Un decatleta della Husker firma la prima scarpa da corsa interamente stampata in 3D del programma

Il protagonista del progetto è Till Steinforth, decatleta della squadra di atletica dei Huskers e studente del Master of Architecture alla University of Nebraska–Lincoln (UNL). Unendo formazione in architettura, interesse per la moda e esperienza diretta in pista, Steinforth ha progettato e portato in produzione la prima scarpa da corsa interamente stampata in 3D sviluppata all’interno dell’ateneo, battezzata “Ripple Runner”.


Dallo stadio al laboratorio: collaborazione tra architettura e fashion design

L’idea nasce quando Steinforth, abituato a cambiare scarpe in continuazione per le diverse discipline del decathlon, inizia a chiedersi se fosse possibile progettare una scarpa da corsa stampata in 3D che integrasse conoscenze di biomeccanica, design di prodotto e sostenibilità.
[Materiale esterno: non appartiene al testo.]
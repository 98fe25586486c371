#![warn(clippy::pedantic)]
#![warn(clippy::nursery)]
#![allow(clippy::must_use_candidate)]
#![allow(clippy::missing_const_for_fn)]
#![allow(clippy::uninlined_format_args)]
#![allow(clippy::option_if_let_else)]
#![allow(clippy::module_name_repetitions)]
#![allow(clippy::missing_errors_doc)]
#![allow(clippy::missing_panics_doc)]

pub mod cancel;
pub mod catalog;
pub mod config;
pub mod error;
pub mod history;
pub mod job;
pub mod lock;
pub mod mapping;
pub mod mover;
pub mod names;
pub mod operations;
pub mod outcome;
pub mod output;
pub mod plan;
pub mod progress;
pub mod rename_log;

pub use cancel::CancellationToken;
pub use catalog::{CatalogItem, ItemCatalog, ItemCategory, ItemId, VecCatalog};
pub use config::Config;
pub use error::{RenameError, ValidationError};
pub use history::{format_history, get_status, History, HistoryEntry, StatusInfo};
pub use job::{JobOutcome, JobState, RenameExecutor, RenameJob, TerminalStatus};
pub use lock::LockFile;
pub use mapping::{load_mapping, MappingRecord};
pub use mover::{detect_case_insensitive_fs, FileMover, FsMover};
pub use names::{
    find_invalid_names, review_mapping, sanitize_file_name, AutoApprove, MappingReviewer,
    ReviewDecision, SanitizeNames,
};
pub use operations::{history_operation, rename_operation, status_operation, RenameOptions};
pub use outcome::{AnalyticsSink, HistorySink, OutcomeAggregator, OutcomeReport, TracingAnalytics};
pub use output::{
    HistoryResult, OutputFormat, OutputFormatter, RenameResult, StatusResult, VersionResult,
};
pub use plan::{build_plan, resolve_destination, RenameEntry, RenamePlan};
pub use progress::{ProgressEvent, ProgressMessage, ProgressSubscription};
pub use rename_log::RenameLog;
Per svilupparla si è rivolto a Kylin Flothe, assistant professor of practice nel Department of Textiles, Merchandising and Fashion Design della UNL, con cui aveva già lavorato in precedenza.
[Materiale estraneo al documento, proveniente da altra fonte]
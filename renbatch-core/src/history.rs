use crate::job::TerminalStatus;
use crate::outcome::HistorySink;
use crate::rename_log::RenameLog;
use anyhow::{anyhow, Context, Result};
use serde::{Deserialize, Serialize};
use std::fs::{self, File};
use std::io::{BufReader, BufWriter};
use std::path::{Path, PathBuf};
use tempfile::NamedTempFile;

/// One finished job that renamed at least one file
#[derive(Debug, Clone, PartialEq, Eq, Serialize, Deserialize)]
pub struct HistoryEntry {
    /// Id of the job that produced this entry
    pub id: String,
    /// Timestamp when the job was recorded
    pub created_at: String,
    pub status: TerminalStatus,
    /// Renames that were performed (from -> to), in execution order
    pub renames: Vec<(PathBuf, PathBuf)>,
}

/// Rename history backed by a JSON file
pub struct History {
    path: PathBuf,
    entries: Vec<HistoryEntry>,
    limit: Option<usize>,
}

impl History {
    /// Load history from the work directory
    pub fn load(work_dir: &Path) -> Result<Self> {
        Self::load_from_path(&work_dir.join("history.json"))
    }

    /// Load history from a specific path
    pub fn load_from_path(path: &Path) -> Result<Self> {
        let entries = if path.exists() {
            let file = File::open(path)
                .with_context(|| format!("Failed to open history file: {}", path.display()))?;
            let reader = BufReader::new(file);
            serde_json::from_reader(reader)
                .with_context(|| format!("Failed to parse history file: {}", path.display()))?
        } else {
            Vec::new()
        };

        Ok(Self {
            path: path.to_path_buf(),
            entries,
            limit: None,
        })
    }

    /// Prune to `limit` entries after every append
    #[must_use]
    pub fn with_limit(mut self, limit: usize) -> Self {
        self.limit = Some(limit);
        self
    }

    pub fn path(&self) -> &Path {
        &self.path
    }

    pub fn len(&self) -> usize {
        self.entries.len()
    }

    pub fn is_empty(&self) -> bool {
        self.entries.is_empty()
    }

    /// Save the history to disk, replacing the old file in one step
    pub fn save(&self) -> Result<()> {
        let parent = match self.path.parent() {
            Some(parent) if !parent.as_os_str().is_empty() => parent,
            _ => Path::new("."),
        };
        fs::create_dir_all(parent)?;

        let file = NamedTempFile::new_in(parent)
            .with_context(|| format!("Failed to create history file: {}", self.path.display()))?;

        let mut writer = BufWriter::new(file);
        serde_json::to_writer_pretty(&mut writer, &self.entries)
            .with_context(|| format!("Failed to write history file: {}", self.path.display()))?;
        let file = writer
            .into_inner()
            .map_err(|e| e.into_error())
            .with_context(|| format!("Failed to write history file: {}", self.path.display()))?;

        file.persist(&self.path)
            .with_context(|| format!("Failed to write history file: {}", self.path.display()))?;

        Ok(())
    }

    /// Add a new entry and save
    pub fn add_entry(&mut self, entry: HistoryEntry) -> Result<()> {
        if self.entries.iter().any(|e| e.id == entry.id) {
            return Err(anyhow!("History entry with ID {} already exists", entry.id));
        }

        self.entries.push(entry);
        self.save()
    }

    /// Find an entry by ID or unique ID prefix
    pub fn find_entry(&self, id: &str) -> Option<&HistoryEntry> {
        if let Some(exact) = self.entries.iter().find(|e| e.id == id) {
            return Some(exact);
        }

        let mut candidates = self.entries.iter().filter(|e| e.id.starts_with(id));
        match (candidates.next(), candidates.next()) {
            (Some(only), None) if !id.is_empty() => Some(only),
            _ => None,
        }
    }

    pub fn last_entry(&self) -> Option<&HistoryEntry> {
        self.entries.last()
    }

    /// Get all entries, most recent first, optionally limited to N
    pub fn list_entries(&self, limit: Option<usize>) -> Vec<&HistoryEntry> {
        let entries = self.entries.iter().rev();
        match limit {
            Some(limit) => entries.take(limit).collect(),
            None => entries.collect(),
        }
    }

    /// Drop the oldest entries so at most `max_entries` remain
    pub fn prune(&mut self, max_entries: usize) -> Result<()> {
        if self.entries.len() > max_entries {
            let to_remove = self.entries.len() - max_entries;
            self.entries.drain(0..to_remove);
            self.save()?;
        }
        Ok(())
    }
}

impl HistorySink for History {
    fn append(&mut self, job_id: &str, status: TerminalStatus, log: &RenameLog) -> Result<()> {
        self.add_entry(create_history_entry(job_id, status, log))?;
        if let Some(limit) = self.limit {
            self.prune(limit)?;
        }
        Ok(())
    }
}

pub fn create_history_entry(job_id: &str, status: TerminalStatus, log: &RenameLog) -> HistoryEntry {
    HistoryEntry {
        id: job_id.to_string(),
        created_at: chrono::Local::now().to_rfc3339(),
        status,
        renames: log.pairs(),
    }
}

/// Format history entries for display
pub fn format_history(entries: &[&HistoryEntry], json: bool) -> Result<String> {
    if json {
        Ok(serde_json::to_string_pretty(entries)?)
    } else {
        use comfy_table::{Cell, Color, Table};

        let mut table = Table::new();
        table.set_header(vec![
            Cell::new("ID").fg(Color::Cyan),
            Cell::new("Date").fg(Color::Cyan),
            Cell::new("Status").fg(Color::Cyan),
            Cell::new("Renames").fg(Color::Cyan),
            Cell::new("First").fg(Color::Cyan),
        ]);

        for entry in entries {
            let date = entry
                .created_at
                .split('T')
                .next()
                .unwrap_or(&entry.created_at);
            let first = entry.renames.first().map_or_else(String::new, |(from, to)| {
                format!(
                    "{} → {}",
                    crate::error::display_name(from),
                    crate::error::display_name(to)
                )
            });

            table.add_row(vec![
                &entry.id[..8.min(entry.id.len())],
                date,
                &entry.status.to_string(),
                &entry.renames.len().to_string(),
                &first,
            ]);
        }

        Ok(table.to_string())
    }
}

/// Get the status of a work directory
pub fn get_status(work_dir: &Path) -> Result<StatusInfo> {
    let history = History::load(work_dir)?;
    let last = history.last_entry();

    Ok(StatusInfo {
        last_job: last.map(|e| e.id.clone()),
        last_status: last.map(|e| e.status),
        last_renamed: last.map_or(0, |e| e.renames.len()),
        locked: crate::lock::is_locked(work_dir),
        total_entries: history.len(),
    })
}

#[derive(Debug, Serialize)]
pub struct StatusInfo {
    pub last_job: Option<String>,
    pub last_status: Option<TerminalStatus>,
    pub last_renamed: usize,
    /// Another process currently holds the work directory lock
    pub locked: bool,
    pub total_entries: usize,
}

impl StatusInfo {
    pub fn format(&self) -> String {
        use std::fmt::Write;
        let mut output = String::new();

        match (&self.last_job, self.last_status) {
            (Some(id), Some(status)) => {
                let _ = writeln!(
                    output,
                    "Last job: {} ({}, {} files renamed)",
                    id, status, self.last_renamed
                );
            },
            _ => output.push_str("No renames recorded yet\n"),
        }

        if self.locked {
            output.push_str("⚠️  A rename is in progress\n");
        }

        let _ = writeln!(output, "Total history entries: {}", self.total_entries);

        output
    }
}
Flothe ha affiancato Steinforth nella lettura della letteratura su calzature tecniche, prevenzione degli infortuni e materiali flessibili, oltre che nelle scelte estetiche. Nel dipartimento gli studenti avevano già sperimentato accessori e dettagli stampati in 3D, ma nessuno aveva tentato una scarpa da corsa completa, pensata per essere usata in allenamento da un atleta di alto livello.


Ripple Runner: obiettivi del progetto e filosofia di design

Con Ripple Runner, Steinforth ha voluto esplorare tre linee guida principali:

  • ridurre il numero di componenti rispetto alle scarpe tradizionali, che possono arrivare a decine di pezzi tra tomaia, intersuola, suola, rinforzi, inserti e cuciture;

  • minimizzare gli scarti di materiale, sfruttando la logica additiva al posto del taglio da fogli o pannelli;

  • sfruttare la stampa 3D per integrare funzioni meccaniche e comfort direttamente nella geometria della scarpa, invece che in accoppiamenti di pezzi diversi.

Per Steinforth, la stampa 3D rappresenta un modo per avvicinare la logica del “pezzo unico funzionale” al mondo delle scarpe da performance: la geometria può essere adattata alle esigenze del singolo atleta, mentre il processo produttivo si affida più a progettazione digitale e meno a catene di assemblaggio complesse.


Progettazione digitale: Rhino e sperimentazione iterativa

Sul fronte CAD, Steinforth ha lavorato in Rhino 3D, utilizzando un linguaggio geometrico che consente di modellare superfici complesse e reticoli interni. Una parte consistente del progetto è stata la sperimentazione sulla forma: densità del reticolo, spessori delle pareti, pattern di ventilazione e supporto dell’arco plantare sono stati ripetutamente modificati in base ai test di comfort e alle prove di resistenza.

Il percorso non è stato lineare: diverse stampe iniziali sono fallite o non hanno raggiunto i livelli di flessibilità, sostegno e precisione dimensionale desiderati. Solo dopo più iterazioni è stato possibile ottenere un prototipo completo che Steinforth ha ritenuto adatto per un vero allenamento di corsa.


Stampa e componenti: suola, tomaia e piastra in carbonio

Ogni paio di Ripple Runner richiede circa 24 ore di stampa per scarpa. Il progetto è stato suddiviso in tre componenti principali:

  • suola con struttura di supporto e grip;

  • tomaia stampata in 3D con reticolo flessibile e zone a spessore variabile;

  • piastra in carbonio rimovibile, inserita tra piede e suola per modulare rigidità e risposta elastica.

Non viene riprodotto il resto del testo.